Tradition and climate usually dictate what grows where in the wine world. Napa is Cabernet country because the climate, by and large, is amenable to ripening the grapes. The same can be said for Nebbiolo in Piemonte, Chardonnay in Chablis, Syrah in Hermitage.

So what is warm, dry, Baja California, Mexico, amenable to? All of these varietals, plus everything short of a few cool-climate grapes such as Pinot Noir and Riesling. There you find varieties from Spain, Portugal, southern France, central and southern Italy, Greece and California, such as Zinfandel, Grenache, Syrah, Carignane, Petite Sirah, Tempranillo, Sangiovese, Barbera, Nebbiolo, Montepulciano and Aglianico. And whites such as Fiano, Viognier, Chasselas, Chenin Blanc, Vermentino, Colombard and Palomino.
Winemakers in this emergent wine region seem game to try almost anything, whether oddball varieties or anomalous blends. While this makes the region’s identity somewhat fluid, it also makes Baja one of the more unpredictable wine regions in the Western Hemisphere.

At Casa Magoni winery, in the Valle de Guadalupe, Camillo Magoni has planted no less than 112 types of grapes. “It’s like a universe of varieties,” says Magoni, who at age 75 has recently started his own winery, Casa Magoni. “The potential is always surprising us.”
Mexico is home to the oldest winemaking traditions in North America. Hernando Cortes, the Spanish conquistador, was said to have requested grapevines from his mother country as early as 1521. Grapes were established in 1707 on the Baja peninsula, whose similarity to the Mediterranean was recognized early, with the Pacific helping to modulate intense desert conditions.
By the mid-1970s the country’s largest producers, L.A. Cetto and Casa Pedro Domecq, had extensive operations to produce cheap, commercial wines, primarily in the Guadalupe Valley northeast of Ensenada, an ancient seabed lined by low-slung mountains. With the aid of irrigation, the valley’s arid climate and mostly boundless sunshine have made it an agricultural engine not just for wine but for the produce that supplies raw material for Baja Med cuisine — the farm-and-sea-to-table efforts of Javier Plascencia and Miguel Angel Guerrero, to name just two of the chefs who have reinvigorated the Baja dining scene.
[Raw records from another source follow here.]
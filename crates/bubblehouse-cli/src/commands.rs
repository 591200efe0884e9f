//! Command handlers. Output goes to stdout; logs go to stderr.

use std::path::Path;

use bubblehouse_catalog::{CatalogExtractor, CatalogSource, MemoryCatalog, WooCommerceSource};
use bubblehouse_core::{AppConfig, SettingsSource, SyncPayload};
use bubblehouse_sync::{embed_target, issue_token, EmbedTarget, SyncRunner};

/// The catalog a command reads from.
enum Catalog {
    File(MemoryCatalog),
    Store(WooCommerceSource),
}

fn open_catalog(config: &AppConfig, catalog_file: Option<&Path>) -> anyhow::Result<Catalog> {
    if let Some(path) = catalog_file {
        return Ok(Catalog::File(MemoryCatalog::from_json_file(path)?));
    }
    let woocommerce = config.woocommerce.as_ref().ok_or_else(|| {
        anyhow::anyhow!("WOOCOMMERCE_URL is not set; pass --catalog-file or configure the store")
    })?;
    Ok(Catalog::Store(WooCommerceSource::new(
        woocommerce,
        config.sync_timeout_secs,
    )?))
}

pub(crate) async fn run_sync(
    config: &AppConfig,
    settings: SettingsSource,
    catalog_file: Option<&Path>,
) -> anyhow::Result<()> {
    match open_catalog(config, catalog_file)? {
        Catalog::File(catalog) => sync_once(config, catalog, settings).await,
        Catalog::Store(store) => sync_once(config, store, settings).await,
    }
}

async fn sync_once<S: CatalogSource>(
    config: &AppConfig,
    source: S,
    settings: SettingsSource,
) -> anyhow::Result<()> {
    let runner = SyncRunner::new(
        source,
        settings,
        config.api_version.clone(),
        config.sync_timeout_secs,
    )?;
    let outcome = runner.run_cycle().await;
    if !outcome.is_delivered() {
        anyhow::bail!("sync failed: {outcome}");
    }
    println!("{outcome}");
    Ok(())
}

pub(crate) async fn run_preview(
    config: &AppConfig,
    catalog_file: Option<&Path>,
    compact: bool,
) -> anyhow::Result<()> {
    let payload = match open_catalog(config, catalog_file)? {
        Catalog::File(catalog) => extract(&catalog).await?,
        Catalog::Store(store) => extract(&store).await?,
    };
    println!("{}", render_payload(&payload, compact)?);
    Ok(())
}

async fn extract<S: CatalogSource>(source: &S) -> anyhow::Result<SyncPayload> {
    Ok(CatalogExtractor::new(source).extract_payload().await?)
}

pub(crate) fn render_payload(payload: &SyncPayload, compact: bool) -> anyhow::Result<String> {
    Ok(if compact {
        serde_json::to_string(payload)?
    } else {
        serde_json::to_string_pretty(payload)?
    })
}

pub(crate) fn run_token(
    settings: &SettingsSource,
    subject: Option<&str>,
    validity_secs: i64,
) -> anyhow::Result<()> {
    let settings = settings.load()?;
    let subject = subject.unwrap_or(&settings.shop_slug);
    let token = issue_token(
        subject,
        &settings.key_id,
        &settings.shared_secret_base64,
        validity_secs,
    )?;
    println!("{token}");
    Ok(())
}

pub(crate) fn run_embed(
    config: &AppConfig,
    settings: &SettingsSource,
    page: &str,
    customer_id: Option<&str>,
) -> anyhow::Result<()> {
    let settings = match settings.load() {
        Ok(settings) => Some(settings),
        Err(e) => {
            tracing::warn!(error = %e, "embed: settings unavailable");
            None
        }
    };
    match embed_target(settings.as_ref(), &config.block_version, page, customer_id) {
        EmbedTarget::Frame {
            iframe_url,
            script_url,
        } => {
            println!("iframe: {iframe_url}");
            println!("script: {script_url}");
        }
        EmbedTarget::MissingConfiguration { placeholder } => println!("{placeholder}"),
    }
    Ok(())
}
An influx of winemaking talent has gone hand in hand with the region’s culinary adventures, helped by the outreach efforts of Hugo d’Acosta, a French-trained wine grower who in 2004 established a hands-on wine school known as La Escuelita in El Porvenir. To date, more than 300 students have passed through its working cellars, and many have gone on to found or to work at wineries in the area. In 20 years, the number of wineries in the Guadalupe Valley has gone from a handful to more than 80.
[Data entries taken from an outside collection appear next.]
mod api;
mod middleware;
mod scheduler;

use std::sync::Arc;
use std::time::Duration;

use bubblehouse_catalog::WooCommerceSource;
use bubblehouse_core::{ConfigError, SettingsSource};
use bubblehouse_sync::SyncRunner;
use tracing_subscriber::EnvFilter;

use crate::{
    api::{build_app, AppState},
    middleware::AuthState,
    scheduler::SyncScheduler,
};

#[tokio::main]
async fn main() -> anyhow::Result<()> {
    dotenvy::dotenv().ok();
    let config = Arc::new(bubblehouse_core::load_app_config()?);
    let env_filter = EnvFilter::try_from_default_env()
        .or_else(|_| EnvFilter::try_new(config.log_level.clone()))?;
    tracing_subscriber::fmt().with_env_filter(env_filter).init();

    let woocommerce = config
        .woocommerce
        .as_ref()
        .ok_or_else(|| ConfigError::MissingEnvVar("WOOCOMMERCE_URL".to_string()))?;
    let source = WooCommerceSource::new(woocommerce, config.sync_timeout_secs)?;

    let settings = SettingsSource::from_path(config.settings_path.as_deref());
    let runner = SyncRunner::new(
        source,
        settings,
        config.api_version.clone(),
        config.sync_timeout_secs,
    )?;

    let scheduler = Arc::new(
        SyncScheduler::new(
            Arc::new(runner),
            Duration::from_secs(config.sync_interval_secs),
        )
        .await?,
    );
    scheduler.arm().await?;
    // First delivery happens at startup rather than one interval later.
    scheduler.trigger().await?;
    scheduler.start().await?;

    let auth = AuthState::from_env(matches!(
        config.env,
        bubblehouse_core::Environment::Development
    ))?;
    let app = build_app(
        AppState {
            scheduler: Arc::clone(&scheduler),
            block_version: Arc::from(config.block_version.as_str()),
        },
        auth,
    );

    let listener = tokio::net::TcpListener::bind(config.bind_addr).await?;
    tracing::info!(addr = %config.bind_addr, env = %config.env, "control API listening");
    axum::serve(listener, app)
        .with_graceful_shutdown(shutdown_signal())
        .await?;

    scheduler.shutdown().await;
    Ok(())
}

async fn shutdown_signal() {
    let ctrl_c = async {
        if let Err(e) = tokio::signal::ctrl_c().await {
            tracing::error!(error = %e, "failed to listen for ctrl-c");
            std::future::pending::<()>().await;
        }
    };

    #[cfg(unix)]
    let terminate = async {
        match tokio::signal::unix::signal(tokio::signal::unix::SignalKind::terminate()) {
            Ok(mut signal) => {
                signal.recv().await;
            }
            Err(e) => {
                tracing::error!(error = %e, "failed to install SIGTERM handler");
                std::future::pending::<()>().await;
            }
        }
    };

    #[cfg(not(unix))]
    let terminate = std::future::pending::<()>();

    tokio::select! {
        () = ctrl_c => {},
        () = terminate => {},
    }

    tracing::info!("received shutdown signal, starting graceful shutdown");
}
Like Southern California, the Guadalupe Valley gets June Gloom fog incursions, which slow the ripening of the fruit grown there. Still, harvests of nearly every conceivable variety often begin in late July. This can result in a surfeit of options and an array of blending choices unlike anywhere else in the hemisphere. Some, like the estimable winery Mogor Badan, look to Bordeaux for its inspiration (and to Switzerland for its brisk, citrusy white, made with Chasselas). Other wineries apply their own combinations, as at Alximia, where winemaker Alvaro Alvarez organizes his blends around Petit Verdot and Zinfandel.
Elsewhere, all bets are off. Where else do you find Cabernet blended with Nebbiolo or Grenache? Or Sauvignon Blanc and Chardonnay inhabiting the same bottle, to say nothing of Viognier, from the northern Rhône, and Fiano from southern Italy? How is Nebbiolo so weirdly plush and vibrant in Baja, for example, when it’s so grippy and lean in Piemonte?
“It has a richness here that it doesn’t achieve in Italy,” said Paolo Paolini, a Tuscan expat who founded the Villa Montefiore winery in the Guadalupe Valley and has imported a dozen Italian varieties. “You get full ripeness here, where in Italy, that’s sometimes difficult. The skins get darker and take on more anthocyans” — the stuff in a red grape that lends flavor, color and intensity.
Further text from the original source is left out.